LIVESTREAMERS, LES NOUVEAUX ROIS DU CLIC Reportage
Seuls devant leur webcam dans un petit studio, ces performeurs de l’internet sont suivis en direct par des millions de fans qui comblent leur extrême solitude en tentant d’attirer leur attention grâce à des cadeaux digitaux. De la Chine à Taïwan, enquête sur une juteuse industrie exploitant les maux d’une société ultraconnectée.
En un mois, je gagne l’équivalent de dix années de labeur dans mon village. » Kao Yi, 20 ans, semble ne s’attarder que sur l’essentiel quand il s’agit de se présenter. Assise devant le vieil ordinateur qui ronronne quelques mises à jour, la jeune femme procède au même rituel quotidien : une pose de lentilles de couleur pour donner à ses yeux un effet débridé, quelques coups de blush maladroits, et un trait de rouge à lèvres. Coiffure et tenues passeront ensuite à l’inspection devant la webcam. Pour le reste, les pop-up surgissant sur son écran n’oublieront pas de lui rappeler que différents filtres sont à sa disposition pour se blanchir la peau ou s’amincir le visage.
Le travail peut alors commencer. Ses doigts se posent sur le clavier et commencent à tapoter les premières touches. C’est dans ce studio à thème de l’agence Redu Media, à Xi’an, que Kao Yi devient pour quelques heures Cherry, une des livestreameuses les plus en vogue en Chine. De l’autre côté du miroir, ou plutôt de son ordinateur, des milliers de fans anonymes sont prêts à lui envoyer de très onéreux autocollants virtuels pour la remercier de sa présence. Ces autocollants virtuels, sortes de petits symboles animés s’affichant sur l’écran, sont au coeur du concept. Après avoir téléchargé l’application, l’internaute choisit le livestreamer qu’il souhaite suivre en direct. En plus de pouvoir visionner ses performances, il peut lui envoyer des messages instantanés à volonté. Jusque-là, tout est gratuit. Mais aucune réponse n’est garantie de la part dudit livestreamer qui reçoit, au même moment, des centaines d’autres messages. Pour que sa missive puisse donc sortir du lot, l’application propose à l’internaute l’achat de ces fameux autocollants virtuels. Disponibles en achats intégrés via des microtransactions, leur prix s’adapte à tous les budgets : 85 euros pour un autocollant virtuel en forme de yacht, 300 euros pour un « I Love You Forever », 1 200 euros pour la voiture de luxe et son tapis rouge. Pour les petites bourses, le carré de chocolat à 80 centimes suffira éventuellement à recevoir quelques mots de la part de la star. Chacun de ces autocollants virtuels n’est valable que pour un usage unique. Une fois achetés et envoyés, ils apparaissent, avec le pseudo de l’internaute, au milieu de l’écran du livestreamer qui le reçoit. L’argent généré par la vente de ces autocollants virtuels est ensuite partagé entre l’application, le livestreamer et son agence lorsque celui-ci ne travaille pas à son compte.

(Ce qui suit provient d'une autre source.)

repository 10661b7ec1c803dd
//! Drain coordinator: evicts workloads off every node scheduled for
//! removal before any of them is deleted.
//!
//! One task per node, at most `max_concurrent` draining at once. Results
//! come back over a channel sized to the batch, and the coordinator waits
//! for every node before deciding. A single failure fails the whole batch
//! and the error lists every node that failed.

use std::collections::HashSet;
use std::fmt;
use std::sync::Arc;
use std::time::Duration;

use nodescale_core::config::{DEFAULT_DRAIN_TIMEOUT, DEFAULT_MAX_CONCURRENT_DRAINS};
use thiserror::Error;
use tokio::sync::{Semaphore, mpsc};
use tokio::task::JoinSet;
use tracing::{error, info};

use crate::provider::NodeDrainer;

/// Why a node did not drain.
#[derive(Debug, Error)]
pub enum DrainFailureCause {
    #[error("{0:#}")]
    Failed(anyhow::Error),

    #[error("timed out after {0:?}")]
    TimedOut(Duration),

    /// The drain task ended without reporting.
    #[error("drain task aborted")]
    Aborted,
}

/// Result of draining one node.
#[derive(Debug)]
pub struct DrainOutcome {
    pub vm_name: String,
    pub failure: Option<DrainFailureCause>,
}

impl DrainOutcome {
    pub fn is_success(&self) -> bool {
        self.failure.is_none()
    }
}

/// Every node that failed to drain in a batch.
#[derive(Debug)]
pub struct DrainFailures {
    pub total: usize,
    pub failures: Vec<DrainOutcome>,
}

impl fmt::Display for DrainFailures {
    fn fmt(&self, f: &mut fmt::Formatter<'_>) -> fmt::Result {
        write!(f, "{} of {} node(s) failed to drain", self.failures.len(), self.total)?;
        for outcome in &self.failures {
            if let Some(cause) = &outcome.failure {
                write!(f, "; node {:?}: {cause}", outcome.vm_name)?;
            }
        }
        Ok(())
    }
}

impl std::error::Error for DrainFailures {}

pub struct DrainCoordinator {
    drainer: Arc<dyn NodeDrainer>,
    timeout: Duration,
    max_concurrent: usize,
}

impl DrainCoordinator {
    pub fn new(drainer: Arc<dyn NodeDrainer>) -> Self {
        Self {
            drainer,
            timeout: DEFAULT_DRAIN_TIMEOUT,
            max_concurrent: DEFAULT_MAX_CONCURRENT_DRAINS,
        }
    }

    /// Per-node drain timeout.
    pub fn with_timeout(mut self, timeout: Duration) -> Self {
        self.timeout = timeout;
        self
    }

    pub fn with_max_concurrent(mut self, max: usize) -> Self {
        self.max_concurrent = max.max(1);
        self
    }

    /// Drain every VM in `vm_names`. Succeeds only if all of them drained.
    ///
    /// Dropping the returned future aborts every drain still in flight.
    pub async fn drain(
        &self,
        endpoint: &str,
        kube_config: &str,
        vm_names: &[String],
    ) -> Result<(), DrainFailures> {
        let total = vm_names.len();
        if total == 0 {
            return Ok(());
        }

        let endpoint: Arc<str> = Arc::from(master_url(endpoint));
        let kube_config: Arc<str> = Arc::from(kube_config);
        let permits = Arc::new(Semaphore::new(self.max_concurrent));
        let (tx, mut rx) = mpsc::channel::<DrainOutcome>(total);
        let mut tasks = JoinSet::new();

        info!(nodes = total, max_concurrent = self.max_concurrent, %endpoint, "draining nodes");

        for vm_name in vm_names {
            let tx = tx.clone();
            let drainer = Arc::clone(&self.drainer);
            let permits = Arc::clone(&permits);
            let endpoint = Arc::clone(&endpoint);
            let kube_config = Arc::clone(&kube_config);
            let vm_name = vm_name.clone();
            let timeout = self.timeout;

            tasks.spawn(async move {
                let failure = match permits.acquire_owned().await {
                    Ok(permit) => {
                        let result = tokio::time::timeout(
                            timeout,
                            drainer.drain(&endpoint, &kube_config, &vm_name, timeout),
                        )
                        .await;
                        drop(permit);
                        match result {
                            Ok(Ok(())) => None,
                            Ok(Err(e)) => Some(DrainFailureCause::Failed(e)),
                            Err(_) => Some(DrainFailureCause::TimedOut(timeout)),
                        }
                    }
                    Err(_) => Some(DrainFailureCause::Aborted),
                };

                if let Some(cause) = &failure {
                    error!(vm = %vm_name, error = %cause, "failed to drain node");
                }
                // Capacity equals the batch size, so this never waits.
                let _ = tx.send(DrainOutcome { vm_name, failure }).await;
            });
        }
        drop(tx);

        let mut reported = HashSet::with_capacity(total);
        let mut failures = Vec::new();
        while let Some(outcome) = rx.recv().await {
            reported.insert(outcome.vm_name.clone());
            if !outcome.is_success() {
                failures.push(outcome);
            }
        }

        // A task that panicked drops its sender without reporting.
        for vm_name in vm_names {
            if !reported.contains(vm_name) {
                error!(vm = %vm_name, "drain task ended without reporting");
                failures.push(DrainOutcome {
                    vm_name: vm_name.clone(),
                    failure: Some(DrainFailureCause::Aborted),
                });
            }
        }

        if failures.is_empty() {
            info!(nodes = total, "all nodes drained");
            Ok(())
        } else {
            Err(DrainFailures { total, failures })
        }
    }
}

/// Drain endpoints are always https.
fn master_url(endpoint: &str) -> String {
    if endpoint.starts_with("https://") {
        endpoint.to_string()
    } else {
        format!("https://{endpoint}")
    }
}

L’ART D’ATTIRER SANS TROP EN MONTRER
Pour Cherry, l’échauffement est fini. Ses doigts sont en transe sur le clavier. En quelques secondes, les messages affluent sur son écran. Plus de place pour les soupirs, il lui faut à présent sourire et montrer le plaisir d’être en compagnie de ses fans. Les sujets de conversation tournent essentiellement autour du quotidien de ces accros des écrans. A travers leurs messages, ils racontent leurs journées à leurs idoles et partagent avec elles leurs soucis, leurs interrogations, leurs désirs. Les livestreamers ne connaissent ni la voix ni le visage de leurs fans. Seuls ces
Sur les écrans de ces nouvelles idoles du net s’affichent de très onéreux autocollants virtuels envoyés par des admirateurs : c’est le jackpot !

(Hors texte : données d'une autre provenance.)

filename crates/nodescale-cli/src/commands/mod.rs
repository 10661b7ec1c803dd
pub mod plan;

derniers peuvent voir et entendre les stars virtuelles à travers la webcam. Alors, après deux ans de livestreaming, Cherry a appris à lire entre les lignes des messages : « A part nous, les fans n’ont personne d’autre à qui parler. On est à leur écoute, on chante, on danse, on mange devant eux. Et pour nous remercier, ils nous offrent des autocollants virtuels. » Coeurs, bagues de fiançailles, et mots d’amour – « I Love You » – défilent tour à tour sur l’écran. Pour les fans, ils sont le résumé de cette vie inaccessible et romantique à laquelle ils rêvent. Le visage de Cherry s’illumine. Pour elle, comme pour les autres livestreamers, ces autocollants virtuels représentent avant tout un gain d’argent. Et donc l’espoir d’accéder aux ultimes symboles de la réussite à l’asiatique : acheter sa voiture et sa propre maison. En prenant soin de couper le son de son micro, la jeune femme explique : « Officiellement, nous sommes tous célibataires. Cela permet de gagner plus de récompenses de la part des fans. » Rapidement, Cherry se met à danser devant la webcam et son public se multiplie. Notre travailleuse de l’internet manie à la perfection l’art d’attirer sans trop en montrer. Et pour cause, Cherry sait qu’elle risque gros à passer de la séduction à la prostitution.
UNE RÈGLE D’OR : NE JAMAIS PARLER DE POLITIQUE
Au même moment, dans l’open space de l’agence, Kan Kan, trentenaire dynamique, surveille sur son écran les sessions de livestreaming en cours dans les studios. « Nos performeurs peuvent utiliser leurs charmes pour plaire aux fans, mais ils ne doivent jamais se dénuder ni accepter de rencontrer les internautes en privé », indique-t-il dans son bureau. A ses côtés, une dizaine d’autres agents de livestreamers s’affairent à la même tâche. L’ambiance décontractée qui y règne est un copier-coller de ce qui se fait dans les start-up californiennes : billard, cuisine, canapés, déco aseptisée et horaires flexibles. La Chine n’échappe pas à l’endoctrinement de cette philosophie de la coolitude. Seules les lois en place rappellent que l’on est bien dans l’empire du Milieu. « La règle d’or ici est de ne jamais parler de politique avec les fans et encore moins de dire du mal du Parti, sous peine de se faire blacklister par l’application », explique Kan Kan. Mais, pour devenir livestreamer, pas besoin de travailler pour une agence média. Un smartphone et une simple application de livestreaming suffisent. Ni talent ou spécialité en particulier ne sont d’ailleurs exigés pour espérer recevoir ses premiers autocollants virtuels. Tout s’improvise pour offrir cette compagnie tant recherchée aux millions de fans qui se connectent sur l’application.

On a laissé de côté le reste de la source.